FAQ: September 2014

By AFM Staff – September 3, 2014

Are a pull-up and a chin-up basically the same thing, or are they different? Should I be doing both when I go to the gym?

A: Here’s how the two are the same: both require an overhead bar and are good in an exercise routine. In each exercise, you’re pulling your body weight up to bring your chin above the bar. Hands are positioned approximately shoulder-width apart. Both exercises target muscles in the back and biceps.

In a nutshell, the differences are hand position and specific muscle use.

In a pull-up, the palms face away from you (called a pronated, or overhand, grip).  In a chin-up, hands are turned so that the palms are visible to you, which is a supinated (underhand) grip.

Because of the supinated hand position, chin-ups (also called lat pull-downs) make stronger use of the biceps, so people can usually do more chin-ups or put more weight onto a lat pull-down machine. Doing chin-ups will work biceps more and may be more comfortable for people with a history of shoulder problems.

Pull-ups help with back strength, as the lats are more engaged than in chin-ups. This grip, which makes less use of the biceps, may be more comfortable in the wrist and forearms for some.

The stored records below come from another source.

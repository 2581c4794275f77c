use color_eyre::Result;
use datadash::config::{AppConfig, ConfigManager, DEFAULT_DATA_KEYS, DEFAULT_NULL_VALUES};
use std::path::PathBuf;

fn manager() -> (tempfile::TempDir, ConfigManager) {
    let dir = tempfile::tempdir().unwrap();
    let manager = ConfigManager::with_dir(dir.path().join("datadash"));
    (dir, manager)
}

#[test]
fn defaults_match_documented_values() {
    let config = AppConfig::default();
    assert_eq!(config.api.timeout_secs, 30);
    assert_eq!(config.api.cache_ttl_secs, 3600);
    assert_eq!(config.api.data_keys, DEFAULT_DATA_KEYS.map(String::from).to_vec());
    assert!(!config.file_loading.parse_dates);
    assert!(!config.cache.memoize_failures);
    assert_eq!(config.chart.histogram_bins, 20);
    assert!(config.validate().is_ok());
}

#[test]
fn generated_template_parses_to_defaults() -> Result<()> {
    let (_dir, manager) = manager();
    let template = manager.generate_default_config();

    assert!(template.contains("# [api]"));
    assert!(template.contains("# timeout_secs = 30"));
    assert!(template.contains("# password = null"));
    assert!(template.contains("# output_dir = null"));

    let parsed: AppConfig = toml::from_str(&template)?;
    assert_eq!(parsed.api.timeout_secs, 30);
    assert_eq!(parsed.file_loading.null_values.len(), DEFAULT_NULL_VALUES.len());
    assert_eq!(parsed.warehouse.default_query, "SELECT * FROM MY_TABLE LIMIT 1000");
    Ok(())
}

#[test]
fn write_default_config_refuses_to_overwrite_without_force() -> Result<()> {
    let (_dir, manager) = manager();
    let path = manager.write_default_config(false)?;
    assert!(path.exists());

    let err = manager.write_default_config(false).unwrap_err();
    assert!(err.to_string().contains("--force"));
    assert_eq!(manager.write_default_config(true)?, path);
    Ok(())
}

#[test]
fn user_file_overrides_defaults() -> Result<()> {
    let (_dir, manager) = manager();
    manager.ensure_config_dir()?;
    std::fs::write(
        manager.config_path("config.toml"),
        r#"
[api]
timeout_secs = 5
data_keys = ["rows"]

[warehouse]
user = "analyst"

[warehouse.tables]
sales = "data/sales.csv"

[file_loading]
null_values = []

[chart]
histogram_bins = 40
"#,
    )?;

    let config = AppConfig::load_from(&manager)?;
    assert_eq!(config.api.timeout_secs, 5);
    assert_eq!(config.api.cache_ttl_secs, 3600);
    assert_eq!(config.api.data_keys, vec!["rows".to_string()]);
    assert_eq!(config.warehouse.user.as_deref(), Some("analyst"));
    assert_eq!(
        config.warehouse.tables.get("sales"),
        Some(&PathBuf::from("data/sales.csv"))
    );
    assert_eq!(config.chart.histogram_bins, 40);
    assert_eq!(config.chart.width, 1000);
    assert!(config.file_loading.null_values.is_empty());
    Ok(())
}

#[test]
fn invalid_values_are_rejected_on_load() -> Result<()> {
    let (_dir, manager) = manager();
    manager.ensure_config_dir()?;
    std::fs::write(
        manager.config_path("config.toml"),
        "[chart]\nhistogram_bins = 1000\n",
    )?;

    let err = AppConfig::load_from(&manager).unwrap_err();
    assert!(err.to_string().contains("histogram_bins"), "{err}");
    Ok(())
}

#[test]
fn missing_file_means_defaults() -> Result<()> {
    let (_dir, manager) = manager();
    let config = AppConfig::load_from(&manager)?;
    assert_eq!(config.export.preview_rows, 10);
    Ok(())
}

#[test]
fn debug_output_hides_password() {
    let mut config = AppConfig::default();
    config.warehouse.password = Some("hunter2".to_string());
    let shown = format!("{:?}", config);
    assert!(!shown.contains("hunter2"));
    assert!(shown.contains("<redacted>"));
}
//! Error types for loading, validating, charting and exporting.
//!
//! Loader errors carry messages instead of source errors so that a failed load
//! can be stored in the cache and cloned back out.

use thiserror::Error;

/// A loader failed to produce a table.
#[derive(Error, Debug, Clone, PartialEq, Eq)]
pub enum LoadError {
    /// Malformed CSV (ragged rows, empty input, bad encoding)
    #[error("could not parse file: {0}")]
    Parse(String),

    /// The warehouse could not be reached or is not configured
    #[error("warehouse connection error: {0}")]
    Connection(String),

    /// The warehouse rejected or failed to run the query
    #[error("query failed: {0}")]
    Query(String),

    /// The API did not answer within the time bound
    #[error("request timed out after {secs}s")]
    Timeout { secs: u64 },

    /// DNS, connection or other network failure
    #[error("request failed: {0}")]
    Transport(String),

    /// The API answered with an error status
    #[error("server returned {status} {reason}")]
    Http { status: u16, reason: String },

    /// The body could not be turned into rows
    #[error("unexpected response body: {0}")]
    Decode(String),
}

/// The current table is unusable; every downstream view stops.
#[derive(Error, Debug, Clone, Copy, PartialEq, Eq)]
pub enum ValidationError {
    #[error("No data loaded")]
    NoData,

    #[error("Dataset is empty")]
    Empty,
}

/// Chart construction failed. Scoped to the chart panel.
#[derive(Error, Debug, Clone, PartialEq, Eq)]
pub enum RenderError {
    #[error("No numeric columns found for visualization")]
    NoNumericColumns,

    #[error("{kind} chart needs a column for {role}")]
    MissingRole { kind: &'static str, role: &'static str },

    #[error("column '{column}' cannot be used for {role} in a {kind} chart")]
    InvalidColumn {
        kind: &'static str,
        role: &'static str,
        column: String,
    },

    #[error("{kind} chart does not take a {role} column")]
    UnsupportedRole { kind: &'static str, role: &'static str },

    #[error("could not prepare chart data: {0}")]
    Data(String),

    #[error("could not draw chart: {0}")]
    Draw(String),
}

impl From<polars::prelude::PolarsError> for RenderError {
    fn from(e: polars::prelude::PolarsError) -> Self {
        Self::Data(crate::error_display::user_message_from_polars(&e))
    }
}

/// Building an export artifact failed.
#[derive(Error, Debug)]
pub enum ExportError {
    #[error("CSV export failed: {0}")]
    Csv(#[from] polars::prelude::PolarsError),

    #[error("spreadsheet export failed: {0}")]
    Spreadsheet(#[from] rust_xlsxwriter::XlsxError),

    #[error("could not write export: {0}")]
    Io(#[from] std::io::Error),

    #[error("column '{0}' is not a categorical column and cannot be used as a filter")]
    InvalidFilterColumn(String),
}

/// A dashboard view could not be produced for the current table.
#[derive(Error, Debug)]
pub enum ViewError {
    #[error(transparent)]
    Invalid(#[from] ValidationError),

    #[error("could not compute view: {0}")]
    Compute(#[from] polars::prelude::PolarsError),

    #[error(transparent)]
    Export(#[from] ExportError),
}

The water bladder that goes in my backpack is nasty. But how do I clean it?

A: It’s important to keep your hydration pack just as clean as your handheld, but it can be more involved. Soap can leave a bad taste in plastic tubes and then there’s the issue of mold.

Separate the bladder from the backpack. Drop a Polident tablet (yep, those denture-cleaning tablets) into the bladder, add water, screw on the cap, and shake. Squeeze the bite valve with your fingers to clean out the hose. Rinse thoroughly with water.

Instead of letting your bladder hang dry to remove the last bit of moisture, try tossing it in the freezer. Lack of air prevents water droplets stuck inside the corners of the bladder from developing into mold or mildew.

There was always that poolside rule about not swimming for an hour after eating because you’ll get cramps and drown. Is there something similar with working out?

A: First, let’s debunk that old swimming myth. While it’s true you might get a cramp with strenuous swimming after eating, this isn’t an issue for most recreational swimmers. In fact, endurance swimmers have to combine eating and swimming to perform. For deaths that occur in swimming that involve ingesting substances, alcohol is usually the culprit—it’s never safe to combine water recreation with adult beverages. As for other forms of exercise and eating? The digestive process takes some time to do its magic, so the Mayo Clinic recommends eating light, small portions within an hour of exercise. As with many things, what the digestive system can successfully tolerate is largely individual, so experiment with what food types and amounts work best for you.